(Stored items)
######

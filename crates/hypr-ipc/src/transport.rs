//! Request transport for the Hyprland control socket
//!
//! Every request opens a fresh connection: the protocol does not multiplex
//! commands on one stream, so one-shot connections sidestep framing
//! ambiguity entirely. The outgoing payload carries a two-byte `"j/"` marker
//! selecting JSON-formatted replies.
//!
//! ## Framing
//!
//! Hyprland sends no length prefix or delimiter on the control socket. The
//! end of a reply is inferred: a read that returns fewer bytes than the
//! buffer size means the message is complete, and EOF means the peer closed.
//! A reply that is an exact multiple of the buffer size therefore needs one
//! extra zero-byte read before it can be considered complete.
//!
//! The heuristic lives in [`read_reply`], generic over `AsyncRead`, so it
//! can be revisited in one place if the compositor protocol ever grows real
//! framing, and so callers can inject deadlines or cancellation around the
//! underlying stream.

use std::path::Path;

use tokio::io::{AsyncRead, AsyncReadExt, AsyncWriteExt};
use tokio::net::UnixStream;
use tracing::debug;

use crate::error::HyprError;
use crate::types::{RawRequest, RawResponse};

/// Read buffer size; also the short-read threshold for end-of-message
pub(crate) const BUF_SIZE: usize = 8192;

/// Output-mode marker prepended to every request, selecting JSON replies
const JSON_MODE_PREFIX: &[u8; 2] = b"j/";

/// Read one complete reply from `reader` using the short-read heuristic.
///
/// Reads into a fixed-size buffer until a read returns fewer bytes than the
/// buffer (end of message) or zero bytes (end of stream), concatenating all
/// chunks in order. A full-buffer read is never taken as complete on its
/// own; the loop always issues another read, which confirms end-of-stream
/// for replies that are an exact multiple of the buffer size.
pub(crate) async fn read_reply<R>(reader: &mut R) -> std::io::Result<RawResponse>
where
    R: AsyncRead + Unpin,
{
    let mut response = Vec::new();
    let mut buf = [0u8; BUF_SIZE];

    loop {
        let n = reader.read(&mut buf).await?;
        if n == 0 {
            break;
        }
        response.extend_from_slice(&buf[..n]);
        if n < BUF_SIZE {
            break;
        }
    }

    Ok(response)
}

/// Send one raw request over a fresh connection and collect the full reply.
///
/// Dials `socket_path`, writes the `"j/"`-prefixed payload in one
/// operation, then reads until the framing heuristic signals completion.
/// The connection is dropped (and thereby closed) on every exit path.
///
/// # Errors
///
/// Returns `HyprError::EmptyRequest` for a zero-byte request,
/// `HyprError::ConnectionFailed` if the dial fails,
/// `HyprError::SendFailed` if the write does not complete, and
/// `HyprError::ReceiveFailed` if reading the reply fails.
pub(crate) async fn send(socket_path: &Path, request: &RawRequest) -> Result<RawResponse, HyprError> {
    if request.is_empty() {
        return Err(HyprError::EmptyRequest);
    }

    let mut stream =
        UnixStream::connect(socket_path)
            .await
            .map_err(|e| HyprError::ConnectionFailed {
                path: socket_path.to_path_buf(),
                source: e,
            })?;

    let mut payload = Vec::with_capacity(JSON_MODE_PREFIX.len() + request.len());
    payload.extend_from_slice(JSON_MODE_PREFIX);
    payload.extend_from_slice(request);

    stream
        .write_all(&payload)
        .await
        .map_err(HyprError::SendFailed)?;
    stream.flush().await.map_err(HyprError::SendFailed)?;

    debug!(bytes = payload.len(), "sent request");

    let response = read_reply(&mut stream)
        .await
        .map_err(HyprError::ReceiveFailed)?;

    debug!(bytes = response.len(), "received reply");

    Ok(response)
}
#[cfg(test)]
mod tests {
    use super::*;
    use std::path::Path;
    use std::sync::Mutex;

    use tokio::io::{AsyncReadExt, AsyncWriteExt};
    use tokio::net::UnixListener;

    // Serializes tests that touch process-global environment variables.
    static ENV_MUTEX: Mutex<()> = Mutex::new(());

    /// Spawn a fake compositor serving `replies.len()` connections, one
    /// canned reply each, in order. Returns the payloads it received.
    fn spawn_server(
        path: &Path,
        replies: Vec<Vec<u8>>,
    ) -> tokio::task::JoinHandle<Vec<Vec<u8>>> {
        let listener = UnixListener::bind(path).unwrap();
        tokio::spawn(async move {
            let mut received = Vec::new();
            for reply in replies {
                let (mut conn, _) = listener.accept().await.unwrap();
                let mut buf = vec![0u8; 16 * 1024];
                let n = conn.read(&mut buf).await.unwrap();
                received.push(buf[..n].to_vec());
                conn.write_all(&reply).await.unwrap();
            }
            received
        })
    }

    fn client_for(path: &Path) -> RequestClient {
        RequestClient::new(path).unwrap()
    }

    fn params(items: &[&str]) -> Vec<String> {
        items.iter().map(|s| s.to_string()).collect()
    }

    #[test]
    fn new_rejects_empty_path() {
        let err = RequestClient::new("").unwrap_err();
        assert!(matches!(err, HyprError::EmptySocketPath));
    }

    #[test]
    fn from_env_requires_instance_signature() {
        let _guard = ENV_MUTEX.lock().unwrap();
        let original = std::env::var(INSTANCE_SIGNATURE_ENV).ok();

        std::env::remove_var(INSTANCE_SIGNATURE_ENV);
        let result = RequestClient::from_env();

        if let Some(val) = original {
            std::env::set_var(INSTANCE_SIGNATURE_ENV, val);
        }

        assert!(matches!(result.unwrap_err(), HyprError::InstanceNotSet));
    }

    #[test]
    fn empty_instance_signature_is_rejected() {
        let _guard = ENV_MUTEX.lock().unwrap();
        let original = std::env::var(INSTANCE_SIGNATURE_ENV).ok();

        std::env::set_var(INSTANCE_SIGNATURE_ENV, "");
        let result = socket_paths();

        match original {
            Some(val) => std::env::set_var(INSTANCE_SIGNATURE_ENV, val),
            None => std::env::remove_var(INSTANCE_SIGNATURE_ENV),
        }

        assert!(matches!(result.unwrap_err(), HyprError::InstanceNotSet));
    }

    #[test]
    fn socket_paths_follow_hyprctl_layout() {
        let _guard = ENV_MUTEX.lock().unwrap();
        let original_sig = std::env::var(INSTANCE_SIGNATURE_ENV).ok();
        let original_dir = std::env::var(RUNTIME_DIR_ENV).ok();

        std::env::set_var(INSTANCE_SIGNATURE_ENV, "abc123");
        std::env::set_var(RUNTIME_DIR_ENV, "/run/user/1000");
        let result = socket_paths();

        match original_sig {
            Some(val) => std::env::set_var(INSTANCE_SIGNATURE_ENV, val),
            None => std::env::remove_var(INSTANCE_SIGNATURE_ENV),
        }
        match original_dir {
            Some(val) => std::env::set_var(RUNTIME_DIR_ENV, val),
            None => std::env::remove_var(RUNTIME_DIR_ENV),
        }

        let (request, event) = result.unwrap();
        assert_eq!(
            request,
            PathBuf::from("/run/user/1000/hypr/abc123/.socket.sock")
        );
        assert_eq!(
            event,
            PathBuf::from("/run/user/1000/hypr/abc123/.socket2.sock")
        );
    }

    // -------------------------------------------------------------------
    // Validator
    // -------------------------------------------------------------------

    #[test]
    fn validation_passes_with_enough_markers() {
        let dir = tempfile::tempdir().unwrap();
        let client = client_for(&dir.path().join("x.sock"));

        let response = b"okok".to_vec();
        assert!(client
            .validate_response(&params(&["a", "b"]), &response)
            .is_ok());
    }

    #[test]
    fn validation_expects_one_marker_for_parameterless_commands() {
        let dir = tempfile::tempdir().unwrap();
        let client = client_for(&dir.path().join("x.sock"));

        assert!(client.validate_response(&[], &b"ok".to_vec()).is_ok());

        let err = client
            .validate_response(&[], &b"unknown command".to_vec())
            .unwrap_err();
        match err {
            HyprError::Validation { got, want, .. } => {
                assert_eq!(got, 0);
                assert_eq!(want, 1);
            }
            other => panic!("expected Validation, got: {other:?}"),
        }
    }

    #[test]
    fn validation_reports_counts_and_raw_response() {
        let dir = tempfile::tempdir().unwrap();
        let client = client_for(&dir.path().join("x.sock"));

        let err = client
            .validate_response(&params(&["a", "b", "c"]), &b"okInvalid dispatcherok".to_vec())
            .unwrap_err();
        match err {
            HyprError::Validation { got, want, response } => {
                assert_eq!(got, 2);
                assert_eq!(want, 3);
                assert!(response.contains("Invalid dispatcher"));
            }
            other => panic!("expected Validation, got: {other:?}"),
        }
    }

    #[test]
    fn over_counting_is_not_a_failure() {
        let dir = tempfile::tempdir().unwrap();
        let client = client_for(&dir.path().join("x.sock"));

        // Payload text containing "ok" inflates the count; the heuristic
        // only flags under-counting.
        assert!(client
            .validate_response(&params(&["a"]), &b"okok broken token".to_vec())
            .is_ok());
    }

    #[test]
    fn disabled_validation_accepts_any_content() {
        let dir = tempfile::tempdir().unwrap();
        let mut client = client_for(&dir.path().join("x.sock"));
        client.validate = false;

        assert!(client
            .validate_response(&params(&["a", "b"]), &b"total garbage".to_vec())
            .is_ok());
    }

    #[test]
    fn empty_response_fails_regardless_of_toggle() {
        let dir = tempfile::tempdir().unwrap();
        let mut client = client_for(&dir.path().join("x.sock"));
        client.validate = false;

        let err = client.validate_response(&[], &Vec::new()).unwrap_err();
        assert!(matches!(err, HyprError::EmptyResponse));
    }

    // -------------------------------------------------------------------
    // Decoder
    // -------------------------------------------------------------------

    #[test]
    fn decode_rejects_empty_response() {
        let err = decode_response::<Version>(&Vec::new()).unwrap_err();
        assert!(matches!(err, HyprError::EmptyResponse));
    }

    #[test]
    fn decode_wraps_parse_failures() {
        let err = decode_response::<Version>(&b"not json".to_vec()).unwrap_err();
        assert!(matches!(err, HyprError::Decode(_)));
    }

    #[test]
    fn decode_produces_typed_values() {
        let cursor: CursorPos = decode_response(&br#"{"x": 100, "y": 250}"#.to_vec()).unwrap();
        assert_eq!(cursor, CursorPos { x: 100, y: 250 });
    }

    // -------------------------------------------------------------------
    // End-to-end over a real socket
    // -------------------------------------------------------------------

    #[tokio::test]
    async fn active_window_decodes_server_reply() {
        let dir = tempfile::tempdir().unwrap();
        let path = dir.path().join("hypr.sock");
        let reply = br#"{"address": "0x1ead", "class": "kitty", "title": "~", "pid": 7}"#.to_vec();
        let server = spawn_server(&path, vec![reply]);

        let window = client_for(&path).active_window().await.unwrap();
        assert_eq!(window.class, "kitty");
        assert_eq!(window.pid, 7);

        let received = server.await.unwrap();
        assert_eq!(received[0], b"j/activewindow");
    }

    #[tokio::test]
    async fn dispatch_batches_two_params_into_one_request() {
        let dir = tempfile::tempdir().unwrap();
        let path = dir.path().join("hypr.sock");
        let server = spawn_server(&path, vec![b"okok".to_vec()]);

        client_for(&path)
            .dispatch(&params(&["exec kitty", "workspace 2"]))
            .await
            .unwrap();

        let received = server.await.unwrap();
        assert_eq!(
            received[0],
            b"j/[[BATCH]]dispatch exec kitty;dispatch workspace 2;"
        );
    }

    #[tokio::test]
    async fn dispatch_splits_params_over_the_command_limit() {
        let dir = tempfile::tempdir().unwrap();
        let path = dir.path().join("hypr.sock");
        // 31 params: one full chunk of 30 plus a chunk of 1, so two
        // connections; each reply carries one marker per sub-command.
        let server = spawn_server(&path, vec![b"ok".repeat(30), b"ok".to_vec()]);

        let many: Vec<String> = (0..31).map(|i| format!("workspace {i}")).collect();
        client_for(&path).dispatch(&many).await.unwrap();

        let received = server.await.unwrap();
        assert_eq!(received.len(), 2);
        assert!(received[0].starts_with(b"j/[[BATCH]]"));
        assert!(received[1].starts_with(b"j/[[BATCH]]"));
    }

    #[tokio::test]
    async fn dispatch_surfaces_partial_failure() {
        let dir = tempfile::tempdir().unwrap();
        let path = dir.path().join("hypr.sock");
        let server = spawn_server(&path, vec![b"okInvalid dispatcher".to_vec()]);

        let err = client_for(&path)
            .dispatch(&params(&["exec kitty", "bad one"]))
            .await
            .unwrap_err();
        match err {
            HyprError::Validation { got, want, .. } => {
                assert_eq!(got, 1);
                assert_eq!(want, 2);
            }
            other => panic!("expected Validation, got: {other:?}"),
        }

        server.await.unwrap();
    }

    #[tokio::test]
    async fn empty_reply_fails_even_without_validation() {
        let dir = tempfile::tempdir().unwrap();
        let path = dir.path().join("hypr.sock");
        // Server closes without writing anything.
        let server = spawn_server(&path, vec![Vec::new()]);

        let mut client = client_for(&path);
        client.validate = false;

        let err = client.reload().await.unwrap_err();
        assert!(matches!(err, HyprError::EmptyResponse));

        server.await.unwrap();
    }

    #[tokio::test]
    async fn version_round_trips_typed_decode() {
        let dir = tempfile::tempdir().unwrap();
        let path = dir.path().join("hypr.sock");
        let reply =
            br#"{"branch": "main", "commit": "deadbeef", "dirty": false, "tag": "v0.41.0"}"#
                .to_vec();
        let server = spawn_server(&path, vec![reply]);

        let version = client_for(&path).version().await.unwrap();
        assert_eq!(version.commit, "deadbeef");
        assert_eq!(version.tag, "v0.41.0");

        let received = server.await.unwrap();
        assert_eq!(received[0], b"j/version");
    }

    #[tokio::test]
    async fn set_cursor_sends_theme_and_size_as_one_param() {
        let dir = tempfile::tempdir().unwrap();
        let path = dir.path().join("hypr.sock");
        let server = spawn_server(&path, vec![b"ok".to_vec()]);

        client_for(&path).set_cursor("Adwaita", 32).await.unwrap();

        let received = server.await.unwrap();
        assert_eq!(received[0], b"j/setcursor Adwaita 32");
    }
}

######

▶ What you need to do
Please reproduce, exactly as they appear above, the lines from the line containing "if the dial" up to and including the line containing "payload.extend_from_slice(JSON_MODE_PREFIX);".

▶ Solution
/// `HyprError::ConnectionFailed` if the dial fails,
/// `HyprError::SendFailed` if the write does not complete, and
/// `HyprError::ReceiveFailed` if reading the reply fails.
pub(crate) async fn send(socket_path: &Path, request: &RawRequest) -> Result<RawResponse, HyprError> {
    if request.is_empty() {
        return Err(HyprError::EmptyRequest);
    }

    let mut stream =
        UnixStream::connect(socket_path)
            .await
            .map_err(|e| HyprError::ConnectionFailed {
                path: socket_path.to_path_buf(),
                source: e,
            })?;

    let mut payload = Vec::with_capacity(JSON_MODE_PREFIX.len() + request.len());
    payload.extend_from_slice(JSON_MODE_PREFIX);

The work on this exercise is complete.